It’s taken five years, but it looks like the successor to Windows Server 2003, until recently known as Longhorn Server, is just about ready for release. A public beta (Beta 3) came out in April and it now has an official name — Windows Server 2008 — the addition of a date being a sure sign of its imminent launch.
But don’t hold your breath. Officially, the product will ship in the second half of 2007, but, given Microsoft’s record in such matters, the end of the year seems a good bet. Moreover the long-awaited Server Virtualisation technology (previously known by the codename Viridian) won’t be included at launch, and could be delayed by anything up to 180 days. Neither will it deliver everything originally promised — something we’ll look at in more detail in the second part of this preview. In the meantime, the feature set of the main operating system is complete, so little will change from the Beta 3 we’ve been testing.
We also know quite a bit about the packaging, with Windows Server 2008 set to be available in both 32-bit and 64-bit implementations, just like Windows Server 2003. The 64-bit products will, similarly, work with industry-standard x86-derived Intel and AMD processors; a separate Itanium version is also due.
The same Standard, Enterprise and Datacenter editions are planned, along with a cut-down Web server package. Likewise, you can expect the usual small business bundle, which will include Exchange, SQL Server and, optionally, ISA servers, although this won’t be available immediately. Indeed, the small business server is unlikely to put in an appearance until well into 2008, and will only be available in 64-bit format.
A completely new implementation for medium-sized companies, codenamed Centro, is also set to be introduced next year — think small-business server but rejigged for deployment on larger, multiple, servers.
The three pillars
According to Microsoft, Windows Server 2008 has three main aims, or 'pillars'. The first is to improve server control — allowing customers to cut the time they spend on everyday tasks. The second is greater flexibility — to enable companies to respond quicker to changing business needs. And the third is increased protection against ever-present security threats.
How well Server 2008 measures up against these aims only time will tell, and inevitably there’s a lot of functionality that's designed to address more than just one area. So let's press on and look at what’s new in Windows Server 2008 and discover what benefits the new features might deliver.
Ready, set, go
One of the first things we noticed was that it’s a lot easier and quicker to configure a Windows Server using the new software. As in previous releases, Microsoft has hacked away at the underlying code to make it much more modular; as a result, only the code required to support a chosen server role, and nothing else, gets installed. This time, however, the number of different roles you can choose from has gone up substantially — to eighteen in fact, with five Active Directory roles plus separate application and Web server roles. File and print server roles have also been separated, with other roles dedicated to SharePoint Services and Windows deployment services.
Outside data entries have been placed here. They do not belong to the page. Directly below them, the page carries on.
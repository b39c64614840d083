//! Business logic services
//!
//! Writes go through [`ToggleService`]; reads go through
//! [`AggregationService`] and [`ListingService`]. None of them call each
//! other, they only share the [`ServiceContext`].

pub mod aggregation;
pub mod context;
pub mod error;
pub mod listing;
pub mod toggle;

#[cfg(test)]
pub(crate) mod testing;

pub use aggregation::AggregationService;
pub use context::{ServiceContext, ServiceContextBuilder};
pub use error::{ServiceError, ServiceResult};
pub use listing::{EdgeListing, ListingService};
pub use toggle::ToggleService;
//! Toggle engine
//!
//! Each toggle reads the current edge and writes its successor inside one
//! store transaction scoped to the edge's natural key. A transaction that
//! loses a race reports `EdgeConflict`, is rolled back, and the whole toggle
//! is replayed from a fresh read.

use std::future::Future;

use graph_core::entities::{
    Edge, EdgeKey, ReactionEdge, ReactionToggleResult, SubscriptionEdge, SubscriptionToggle,
    SubscriptionToggleResult,
};
use graph_core::traits::RepoResult;
use graph_core::value_objects::{ActorId, ReactionKind, ReactionState, Target};
use graph_core::DomainError;
use tracing::{info, instrument, warn};

use super::context::ServiceContext;
use super::error::{ServiceError, ServiceResult};

/// Toggle service
pub struct ToggleService<'a> {
    ctx: &'a ServiceContext,
}

impl<'a> ToggleService<'a> {
    /// Create a new ToggleService
    pub fn new(ctx: &'a ServiceContext) -> Self {
        Self { ctx }
    }

    /// Subscribe to a channel, or unsubscribe if already subscribed
    #[instrument(skip(self))]
    pub async fn toggle_subscription(
        &self,
        subscriber: ActorId,
        channel: ActorId,
    ) -> ServiceResult<SubscriptionToggleResult> {
        if !self.ctx.channels().channel_exists(&channel).await? {
            return Err(DomainError::ChannelNotFound(channel).into());
        }

        if subscriber == channel && !self.ctx.policy().allow_self_subscription {
            return Err(DomainError::SelfSubscription.into());
        }

        let key = EdgeKey::subscription(subscriber.clone(), channel.clone());
        let state = self
            .with_retry(&key, || self.try_toggle_subscription(&subscriber, &channel))
            .await?;

        info!(
            subscriber = %subscriber,
            channel = %channel,
            state = state.as_str(),
            "Subscription toggled"
        );

        Ok(SubscriptionToggleResult {
            subscriber,
            channel,
            state,
        })
    }

    /// Apply a like or dislike to a target.
    ///
    /// Same kind again removes it, the opposite kind replaces it.
    #[instrument(skip(self))]
    pub async fn toggle_reaction(
        &self,
        actor: ActorId,
        target: Target,
        kind: ReactionKind,
    ) -> ServiceResult<ReactionToggleResult> {
        let Some(owner) = self.ctx.content().owner_of(&target).await? else {
            return Err(DomainError::InvalidTarget(target).into());
        };

        if owner == actor && !self.ctx.policy().allow_self_reaction {
            return Err(DomainError::SelfReaction.into());
        }

        let key = EdgeKey::reaction(actor.clone(), target.clone());
        let result = self
            .with_retry(&key, || self.try_toggle_reaction(&actor, &target, kind))
            .await?;

        info!(
            actor = %actor,
            target = %target,
            kind = %kind,
            outcome = ?result.state,
            "Reaction toggled"
        );

        Ok(result)
    }

    // ========================================================================
    // Attempts
    // ========================================================================

    async fn try_toggle_subscription(
        &self,
        subscriber: &ActorId,
        channel: &ActorId,
    ) -> RepoResult<SubscriptionToggle> {
        let key = EdgeKey::subscription(subscriber.clone(), channel.clone());
        let mut tx = self.ctx.edge_store().begin(key.clone()).await?;

        let state = if tx.find_edge(&key).await?.is_some() {
            if !tx.delete_edge(&key).await? {
                return Err(DomainError::EdgeConflict);
            }
            SubscriptionToggle::Unsubscribed
        } else {
            tx.insert_edge(&SubscriptionEdge::new(subscriber.clone(), channel.clone()).into())
                .await?;
            SubscriptionToggle::Subscribed
        };

        tx.commit().await?;
        Ok(state)
    }

    async fn try_toggle_reaction(
        &self,
        actor: &ActorId,
        target: &Target,
        kind: ReactionKind,
    ) -> RepoResult<ReactionToggleResult> {
        let key = EdgeKey::reaction(actor.clone(), target.clone());
        let mut tx = self.ctx.edge_store().begin(key.clone()).await?;

        let current = tx
            .find_edge(&key)
            .await?
            .and_then(Edge::into_reaction)
            .map(|edge| edge.kind);
        let (next, outcome) = ReactionState::from(current).apply(kind);

        if current.is_some() && !tx.delete_edge(&key).await? {
            return Err(DomainError::EdgeConflict);
        }
        if let Some(next_kind) = next.kind() {
            tx.insert_edge(&ReactionEdge::new(actor.clone(), target.clone(), next_kind).into())
                .await?;
        }

        tx.commit().await?;
        Ok(ReactionToggleResult {
            target: target.clone(),
            state: outcome,
            reaction: next,
        })
    }

    /// Run `attempt` until it stops reporting conflicts, up to the configured bound
    async fn with_retry<T, F, Fut>(&self, key: &EdgeKey, mut attempt: F) -> ServiceResult<T>
    where
        F: FnMut() -> Fut,
        Fut: Future<Output = RepoResult<T>>,
    {
        let max_attempts = self.ctx.policy().toggle_max_attempts.max(1);

        for n in 1..=max_attempts {
            match attempt().await {
                Err(e) if e.is_conflict() => {
                    warn!(?key, attempt = n, max_attempts, "Edge conflict, retrying toggle");
                    tokio::task::yield_now().await;
                }
                other => return other.map_err(ServiceError::from),
            }
        }

        Err(ServiceError::transient(max_attempts))
    }
}

#[cfg(test)]
mod tests {
    use super::*;
    use crate::services::testing::{channel, fixture, flaky_fixture, viewer, VIDEO};
    use graph_common::EdgePolicyConfig;
    use graph_core::entities::EdgeFilter;
    use graph_core::traits::EdgeStore;
    use graph_core::value_objects::ReactionToggle;

    fn likes_on(target: &Target) -> EdgeFilter {
        let target = target.clone();
        EdgeFilter::ReactionsOn {
            target,
            kind: ReactionKind::Like,
        }
    }

    fn dislikes_on(target: &Target) -> EdgeFilter {
        let target = target.clone();
        EdgeFilter::ReactionsOn {
            target,
            kind: ReactionKind::Dislike,
        }
    }

    #[tokio::test]
    async fn test_subscription_toggle_is_idempotent_undo() {
        let f = fixture();
        let service = ToggleService::new(&f.ctx);

        let first = service.toggle_subscription(viewer(1), channel()).await.unwrap();
        assert_eq!(first.state, SubscriptionToggle::Subscribed);

        let second = service.toggle_subscription(viewer(1), channel()).await.unwrap();
        assert_eq!(second.state, SubscriptionToggle::Unsubscribed);

        let key = EdgeKey::subscription(viewer(1), channel());
        assert!(f.store.find_edge(&key).await.unwrap().is_none());
    }

    #[tokio::test]
    async fn test_subscription_to_unknown_channel() {
        let f = fixture();
        let err = ToggleService::new(&f.ctx)
            .toggle_subscription(viewer(1), ActorId::from(999))
            .await
            .unwrap_err();
        assert_eq!(err.error_code(), "UNKNOWN_CHANNEL");
        assert_eq!(err.status_code(), 404);
    }

    #[tokio::test]
    async fn test_self_subscription_follows_policy() {
        let f = fixture();
        let result = ToggleService::new(&f.ctx)
            .toggle_subscription(channel(), channel())
            .await
            .unwrap();
        assert!(result.state.is_subscribed());

        let strict = fixture().with_policy(EdgePolicyConfig {
            allow_self_subscription: false,
            ..EdgePolicyConfig::default()
        });
        let err = ToggleService::new(&strict.ctx)
            .toggle_subscription(channel(), channel())
            .await
            .unwrap_err();
        assert_eq!(err.error_code(), "SELF_SUBSCRIPTION");
    }

    #[tokio::test]
    async fn test_reaction_state_machine() {
        let f = fixture();
        let service = ToggleService::new(&f.ctx);
        let target = Target::video(VIDEO);
        let actor = viewer(1);

        let steps = [
            (ReactionKind::Like, ReactionToggle::Set, ReactionState::Liked),
            (ReactionKind::Dislike, ReactionToggle::Switched, ReactionState::Disliked),
            (ReactionKind::Like, ReactionToggle::Switched, ReactionState::Liked),
            (ReactionKind::Like, ReactionToggle::Cleared, ReactionState::None),
        ];
        for (kind, state, reaction) in steps {
            let r = service
                .toggle_reaction(actor.clone(), target.clone(), kind)
                .await
                .unwrap();
            assert_eq!((r.state, r.reaction), (state, reaction), "{kind}");
        }

        assert_eq!(f.store.count_edges(&likes_on(&target)).await.unwrap(), 0);
        assert_eq!(f.store.count_edges(&dislikes_on(&target)).await.unwrap(), 0);
    }

    #[tokio::test]
    async fn test_reaction_kinds_are_exclusive() {
        let f = fixture();
        let service = ToggleService::new(&f.ctx);
        let target = Target::video(VIDEO);

        for (i, kind) in [ReactionKind::Like, ReactionKind::Dislike, ReactionKind::Dislike, ReactionKind::Like, ReactionKind::Dislike]
            .into_iter()
            .enumerate()
        {
            service.toggle_reaction(viewer(1), target.clone(), kind).await.unwrap();
            let likes = f.store.count_edges(&likes_on(&target)).await.unwrap();
            let dislikes = f.store.count_edges(&dislikes_on(&target)).await.unwrap();
            assert!(likes + dislikes <= 1, "step {i}: {likes} likes, {dislikes} dislikes");
        }
    }

    #[tokio::test]
    async fn test_toggles_with_non_numeric_ids() {
        let f = fixture();
        let object_id = ActorId::parse("64f1a2b3c4d5e6f7a8b9c0d1").unwrap();
        f.channels.add_channel(object_id.clone());

        let result = ToggleService::new(&f.ctx)
            .toggle_subscription(viewer(1), object_id.clone())
            .await
            .unwrap();
        assert_eq!(result.channel, object_id);
        assert!(result.state.is_subscribed());
    }

    #[tokio::test]
    async fn test_reaction_on_missing_target_is_rejected() {
        let f = fixture();
        let service = ToggleService::new(&f.ctx);

        for target in [Target::video(404), Target::comment(404), Target::tweet(404)] {
            let err = service
                .toggle_reaction(viewer(1), target, ReactionKind::Like)
                .await
                .unwrap_err();
            assert_eq!(err.error_code(), "INVALID_TARGET");
        }
        assert_eq!(
            f.store.count_edges(&likes_on(&Target::video(404))).await.unwrap(),
            0
        );
    }

    #[tokio::test]
    async fn test_self_reaction_follows_policy() {
        let f = fixture();
        ToggleService::new(&f.ctx)
            .toggle_reaction(channel(), Target::video(VIDEO), ReactionKind::Like)
            .await
            .unwrap();

        let strict = fixture().with_policy(EdgePolicyConfig {
            allow_self_reaction: false,
            ..EdgePolicyConfig::default()
        });
        let err = ToggleService::new(&strict.ctx)
            .toggle_reaction(channel(), Target::video(VIDEO), ReactionKind::Like)
            .await
            .unwrap_err();
        assert_eq!(err.error_code(), "SELF_REACTION");
        assert_eq!(err.status_code(), 400);
    }

    #[tokio::test]
    async fn test_conflicts_are_retried() {
        let f = flaky_fixture(2);
        let result = ToggleService::new(&f.ctx)
            .toggle_reaction(viewer(1), Target::video(VIDEO), ReactionKind::Like)
            .await
            .unwrap();
        assert_eq!(result.state, ReactionToggle::Set);
        assert_eq!(f.flaky.attempts(), 3);
    }

    #[tokio::test]
    async fn test_retry_exhaustion_is_transient() {
        let f = flaky_fixture(u32::MAX);
        let err = ToggleService::new(&f.ctx)
            .toggle_subscription(viewer(1), channel())
            .await
            .unwrap_err();
        assert!(err.is_transient());
        assert_eq!(f.flaky.attempts(), 3);

        let key = EdgeKey::subscription(viewer(1), channel());
        assert!(f.store.find_edge(&key).await.unwrap().is_none());
    }

    #[tokio::test(flavor = "multi_thread", worker_threads = 4)]
    async fn test_concurrent_subscription_toggles() {
        for n in [7_usize, 8] {
            let f = fixture();
            let tasks = (0..n).map(|_| {
                let ctx = f.ctx.clone();
                tokio::spawn(async move {
                    ToggleService::new(&ctx)
                        .toggle_subscription(viewer(1), channel())
                        .await
                })
            });

            for result in futures::future::join_all(tasks).await {
                result.unwrap().unwrap();
            }

            let count = f
                .store
                .count_edges(&EdgeFilter::SubscribersOf(channel()))
                .await
                .unwrap();
            assert_eq!(count, (n % 2) as i64, "{n} concurrent toggles");
        }
    }

    #[tokio::test(flavor = "multi_thread", worker_threads = 4)]
    async fn test_concurrent_reaction_toggles() {
        let f = fixture();
        let target = Target::video(VIDEO);
        let tasks = (0..9).map(|_| {
            let ctx = f.ctx.clone();
            let target = target.clone();
            tokio::spawn(async move {
                ToggleService::new(&ctx)
                    .toggle_reaction(viewer(1), target, ReactionKind::Like)
                    .await
            })
        });

        for result in futures::future::join_all(tasks).await {
            result.unwrap().unwrap();
        }

        assert_eq!(f.store.count_edges(&likes_on(&target)).await.unwrap(), 1);
        assert_eq!(f.store.count_edges(&dislikes_on(&target)).await.unwrap(), 0);
    }
}
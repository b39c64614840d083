//! Middleware stack for the API server
//!
//! Provides request IDs, request tracing, timeouts, and CORS.

use std::time::Duration;

use axum::{
    body::Body,
    http::{header, HeaderValue, Method, Request, StatusCode},
    Router,
};
use graph_common::CorsConfig;
use tower_http::{
    cors::{AllowOrigin, Any, CorsLayer},
    request_id::{MakeRequestUuid, PropagateRequestIdLayer, SetRequestIdLayer},
    timeout::TimeoutLayer,
    trace::{DefaultOnRequest, DefaultOnResponse, TraceLayer},
};
use tracing::Level;

use crate::state::AppState;

/// Header name for request ID
pub const REQUEST_ID_HEADER: &str = "x-request-id";

/// Apply the middleware stack with configured timeout and CORS
pub fn apply_middleware_with_config(
    router: Router<AppState>,
    request_timeout: Duration,
    cors_config: &CorsConfig,
    is_production: bool,
) -> Router<AppState> {
    // Layers wrap in reverse: Request -> RequestID -> Trace -> Timeout -> CORS -> Handler
    router
        .layer(create_cors_layer_from_config(cors_config, is_production))
        // Returns 503 Service Unavailable on timeout
        .layer(TimeoutLayer::with_status_code(
            StatusCode::SERVICE_UNAVAILABLE,
            request_timeout,
        ))
        .layer(
            TraceLayer::new_for_http()
                .make_span_with(|request: &Request<Body>| {
                    let request_id = request
                        .headers()
                        .get(REQUEST_ID_HEADER)
                        .and_then(|v| v.to_str().ok())
                        .unwrap_or("unknown");

                    tracing::info_span!(
                        "http_request",
                        method = %request.method(),
                        uri = %request.uri(),
                        request_id = %request_id,
                    )
                })
                .on_request(DefaultOnRequest::new().level(Level::INFO))
                .on_response(DefaultOnResponse::new().level(Level::INFO)),
        )
        .layer(PropagateRequestIdLayer::new(header::HeaderName::from_static(
            REQUEST_ID_HEADER,
        )))
        .layer(SetRequestIdLayer::new(
            header::HeaderName::from_static(REQUEST_ID_HEADER),
            MakeRequestUuid,
        ))
}

/// Create CORS layer from configuration
fn create_cors_layer_from_config(config: &CorsConfig, is_production: bool) -> CorsLayer {
    let base_layer = CorsLayer::new()
        .allow_methods([Method::GET, Method::POST, Method::OPTIONS])
        .allow_headers([
            header::AUTHORIZATION,
            header::CONTENT_TYPE,
            header::ACCEPT,
            header::HeaderName::from_static(REQUEST_ID_HEADER),
        ])
        .expose_headers([header::HeaderName::from_static(REQUEST_ID_HEADER)]);

    if !is_production && config.allowed_origins.is_empty() {
        tracing::warn!(
            "CORS: Allowing any origin (development mode). \
             Configure CORS_ALLOWED_ORIGINS for production."
        );
        return base_layer.allow_origin(Any);
    }

    if config.allowed_origins.is_empty() {
        tracing::warn!(
            "CORS: No allowed origins configured in production mode. \
             Requests from browsers will be blocked."
        );
        return base_layer.allow_origin(AllowOrigin::list(Vec::<HeaderValue>::new()));
    }

    let origins: Vec<HeaderValue> = config
        .allowed_origins
        .iter()
        .filter_map(|origin| {
            origin.parse::<HeaderValue>().ok().or_else(|| {
                tracing::warn!("Invalid CORS origin: {}", origin);
                None
            })
        })
        .collect();

    tracing::info!("CORS: Allowing {} configured origins", origins.len());
    base_layer.allow_origin(AllowOrigin::list(origins))
}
The idea is clearly to reduce the potential attack surface presented to would-be hackers and virus writers. However, it also reduces the amount of code that has to be installed when configuring a new server for the first time, and the amount of operator input required during that process. In most cases, all you have to do is choose your country settings, specify the product code for the type of install (standard, enterprise, datacentre and so on) and leave the installer to get on with it. You’re then presented with a new Initial Configuration Tasks tool, from which you configure the server and decide which roles you need.
There are lots of changes here, too. It’s no longer a case, for example, of adding a new role then spending hours tweaking the supporting software. Instead, wizard-driven setup routines do as much as possible for you, from making sure the required components are copied to hard disk, to setting firewall ports (enabled by default in Windows Server 2008) and ensuring that any dependent services are up and running.
You’re also advised of potential conflicts and possible security issues, plus you can choose to add optional features — another innovation in Windows Server 2008. Some 35 of these new add-ons are available in the Beta 3 product, including BitLocker whole disk encryption (similar to that provided in Windows Vista) and a new command-line and scripting interface called PowerShell.